Australia never had much soil in the first place, so you can imagine the
volumes of water that are required to keep crop roots alive. (I keep
nearly killing my tomatoes by not remembering to water them heavily every
few days...)
Rob, I'd say it's for the very reason that it has so little topsoil that Oz
makes a good grazing country. (Note my mention of how well-suited to small
meat animals the thin highland soils are.) How are you going to
efficiently grow crops here? Can't be done -- hence, I suppose, all the
(completely flavourless) hydroponic veggies we get, here. Where they're
getting all that water I shudder to wonder...

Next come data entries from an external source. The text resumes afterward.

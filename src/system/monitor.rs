//! Parking Monitor
//!
//! Owns the system state together with the hardware it is derived from: the
//! ultrasonic sensor, the IR sensor and the barrier gate. Both the periodic
//! sampler and the request layer go through this type, so there is exactly one
//! writer of the state.
//!
//! # Sampling
//! - `poll` is the periodic check. It is level triggered: it samples when at
//!   least `SAMPLE_INTERVAL_MS` passed since the last periodic sample and does
//!   not try to make up for missed intervals.
//! - `status` always takes a fresh sample for the request it answers. It
//!   updates occupancy but leaves the periodic timestamp alone.
//!
//! # Blocking
//! A sample blocks for the echo wait, a gate command for the settle delay.
//! Whoever holds the monitor holds it for that long.

use embedded_hal::digital::InputPin;
use embedded_hal_async::delay::DelayNs;

use crate::system::{
    distance::{measure_distance, EchoSensor},
    gate::{Gate, Servo},
    occupancy::{evaluate_occupancy, read_ir, IrStatus},
    state::SystemState,
};

/// Minimum time between two periodic samples
pub const SAMPLE_INTERVAL_MS: u64 = 500;

/// Result of one sample-and-evaluate cycle
#[derive(Debug, Clone, Copy, PartialEq)]
#[cfg_attr(feature = "defmt", derive(defmt::Format))]
pub struct Sample {
    /// Clamped distance in centimeters
    pub distance_cm: f32,
    /// Occupancy decision for `distance_cm`
    pub occupied: bool,
    /// IR sensor reading taken with the same sample (informational)
    pub ir: IrStatus,
}

/// Snapshot answered on the status endpoint
#[derive(Debug, Clone, Copy, PartialEq)]
#[cfg_attr(feature = "defmt", derive(defmt::Format))]
pub struct StatusReport {
    pub is_occupied: bool,
    pub distance_cm: f32,
    pub ir_status: IrStatus,
    pub is_gate_open: bool,
    pub current_angle: u16,
}

/// Parking spot monitor
pub struct ParkingMonitor<E, I, S, D> {
    state: SystemState,
    sensor: E,
    ir: I,
    gate: Gate<S, D>,
}

impl<E, I, S, D> ParkingMonitor<E, I, S, D>
where
    E: EchoSensor,
    I: InputPin,
    S: Servo,
    D: DelayNs,
{
    /// Takes ownership of the hardware and homes the gate to closed
    pub async fn start(sensor: E, ir: I, gate: Gate<S, D>) -> Self {
        let mut monitor = Self {
            state: SystemState::new(),
            sensor,
            ir,
            gate,
        };
        // whatever the barrier did before reset, it starts closed
        monitor.close_gate().await;
        info!("Parking monitor started");
        monitor
    }

    pub fn state(&self) -> &SystemState {
        &self.state
    }

    /// Measures, evaluates and stores occupancy
    pub async fn sample(&mut self) -> Sample {
        let distance_cm = measure_distance(&mut self.sensor).await;
        let ir = read_ir(&mut self.ir);
        let occupied = evaluate_occupancy(distance_cm);
        self.state.set_spot_occupied(occupied);

        info!(
            "Distance: {} cm | Occupied: {} | IR Status: {}",
            distance_cm,
            if occupied { "YES" } else { "NO" },
            if ir == IrStatus::Detected { "DETECTED" } else { "CLEAR" }
        );

        Sample {
            distance_cm,
            occupied,
            ir,
        }
    }

    /// Periodic check, returns the sample if one was due
    pub async fn poll(&mut self, now_ms: u64) -> Option<Sample> {
        if now_ms.saturating_sub(self.state.last_sample_ms()) < SAMPLE_INTERVAL_MS {
            return None;
        }

        let sample = self.sample().await;
        self.state.set_last_sample_ms(now_ms);
        Some(sample)
    }

    /// Takes a fresh sample and reports it together with the gate state
    pub async fn status(&mut self) -> StatusReport {
        let sample = self.sample().await;
        StatusReport {
            is_occupied: sample.occupied,
            distance_cm: sample.distance_cm,
            ir_status: sample.ir,
            is_gate_open: self.state.is_gate_open(),
            current_angle: self.state.current_angle(),
        }
    }

    pub async fn command_gate(&mut self, open: bool) {
        self.gate.command(&mut self.state, open).await;
    }

    pub async fn open_gate(&mut self) {
        self.command_gate(true).await;
    }

    pub async fn close_gate(&mut self) {
        self.command_gate(false).await;
    }
}

#[cfg(test)]
mod tests {
    use super::*;
    use crate::system::{
        distance::{EchoTimeout, MAX_RANGE_CM},
        fake::{FakeDelay, FakeEcho, FakeIr, FakeMonitor, FakeServo},
        gate::{CLOSED_ANGLE, OPEN_ANGLE, SETTLE_DELAY_MS},
    };
    use embassy_futures::block_on;

    fn monitor(replies: &[Result<u32, EchoTimeout>]) -> FakeMonitor {
        block_on(ParkingMonitor::start(
            FakeEcho::replying(replies),
            FakeIr::high(),
            Gate::new(FakeServo::default(), FakeDelay::default()),
        ))
    }

    #[test]
    fn start_homes_the_gate_closed() {
        let monitor = monitor(&[]);

        assert!(!monitor.state().is_gate_open());
        assert_eq!(monitor.state().current_angle(), CLOSED_ANGLE);
        assert_eq!(monitor.gate.servo().angles, [CLOSED_ANGLE]);
        assert_eq!(monitor.gate.delay().total_ms(), u64::from(SETTLE_DELAY_MS));
    }

    #[test]
    fn sample_stores_occupancy() {
        let mut monitor = monitor(&[Ok(874), Err(EchoTimeout)]);

        let sample = block_on(monitor.sample());
        assert!(sample.occupied);
        assert!((sample.distance_cm - 15.0).abs() < 0.1);
        assert_eq!(sample.ir, IrStatus::Clear);
        assert!(monitor.state().is_spot_occupied());

        let sample = block_on(monitor.sample());
        assert!(!sample.occupied);
        assert_eq!(sample.distance_cm, MAX_RANGE_CM);
        assert!(!monitor.state().is_spot_occupied());
    }

    #[test]
    fn poll_waits_for_the_interval() {
        let mut monitor = monitor(&[Ok(874), Ok(874), Ok(874)]);

        assert!(block_on(monitor.poll(SAMPLE_INTERVAL_MS - 1)).is_none());
        assert!(block_on(monitor.poll(SAMPLE_INTERVAL_MS)).is_some());
        assert_eq!(monitor.state().last_sample_ms(), SAMPLE_INTERVAL_MS);

        assert!(block_on(monitor.poll(SAMPLE_INTERVAL_MS + 499)).is_none());
        assert!(block_on(monitor.poll(2 * SAMPLE_INTERVAL_MS)).is_some());
        assert_eq!(monitor.sensor.pings(), 2);
    }

    #[test]
    fn poll_does_not_catch_up_missed_intervals() {
        let mut monitor = monitor(&[Ok(874), Ok(874), Ok(874)]);

        // five intervals late: one sample, then the cadence restarts from here
        assert!(block_on(monitor.poll(5 * SAMPLE_INTERVAL_MS)).is_some());
        assert!(block_on(monitor.poll(5 * SAMPLE_INTERVAL_MS + 1)).is_none());
        assert_eq!(monitor.sensor.pings(), 1);
    }

    #[test]
    fn status_samples_fresh_without_moving_the_cadence() {
        let mut monitor = monitor(&[Err(EchoTimeout), Ok(874)]);

        let first = block_on(monitor.status());
        assert!(!first.is_occupied);
        assert_eq!(first.distance_cm, MAX_RANGE_CM);

        let second = block_on(monitor.status());
        assert!(second.is_occupied);
        assert_eq!(monitor.sensor.pings(), 2);
        assert_eq!(monitor.state().last_sample_ms(), 0);
    }

    #[test]
    fn status_reports_gate_state() {
        let mut monitor = monitor(&[]);
        block_on(monitor.open_gate());

        let report = block_on(monitor.status());
        assert!(report.is_gate_open);
        assert_eq!(report.current_angle, OPEN_ANGLE);
        assert_eq!(report.ir_status, IrStatus::Clear);
    }

    #[test]
    fn gate_round_trip() {
        let mut monitor = monitor(&[]);

        block_on(monitor.command_gate(true));
        assert!(monitor.state().is_gate_open());
        block_on(monitor.command_gate(false));

        assert!(!monitor.state().is_gate_open());
        assert_eq!(monitor.state().current_angle(), CLOSED_ANGLE);
    }
}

No, sheep (especially breeds who can survive on little water) are a good
idea, here. The problem has been overstocking. Where there's almost no
rain you have to give grasses time to recover. The Anglos who came here
have been stocking the land as though it were England. Turks would have
understood this place. In fact almost anyone but north-western Europeans
would have had a better understanding of how many sheep you can raise per
acre when you can't count on rain.
That the Anglos have persisted in their bad practice in spite of having
learned better is due, no doubt, to having to export to stay alive, as you
note.
cheers,
Joanna
At 01:03 09-03-01, you wrote:
>G'day meat eaters,
>
>Sez Carroll,
>
> > Actually, the only 'crop' that should be grown on The Great Plains is
> > grass for the most part. Certainly not wheat and corn. Water!!!!!!! The
> > ancient aquifers are being destroyed and are irreplacable. I believe
> > huge areas of China are not appropriate for grain production.
> >
> > Usaians eat far too much meat -- and it need not be so tender, but meat
> > raised as Joanna suggests (plus cattle in reasonable numbers on what are
> > or should be grasslamds rather than plowed lands) must always remain a
> > core part of the human diet for ecological reasons.
>
>I think this is right for parts European and North American, but Australia,
>being the gnarled old chunk of land that it is, has almost no top-soil, and
>cloven-hoofed animals strip what's left very quickly. We're big meat eaters
>(though less so all the time), but we export a lot of beef and mutton because
>we have to. We're very much a 'commodity economy' (one reason we're still so
>vulnerable to currency volatility - an Oz'll get you 50 cents at the moment)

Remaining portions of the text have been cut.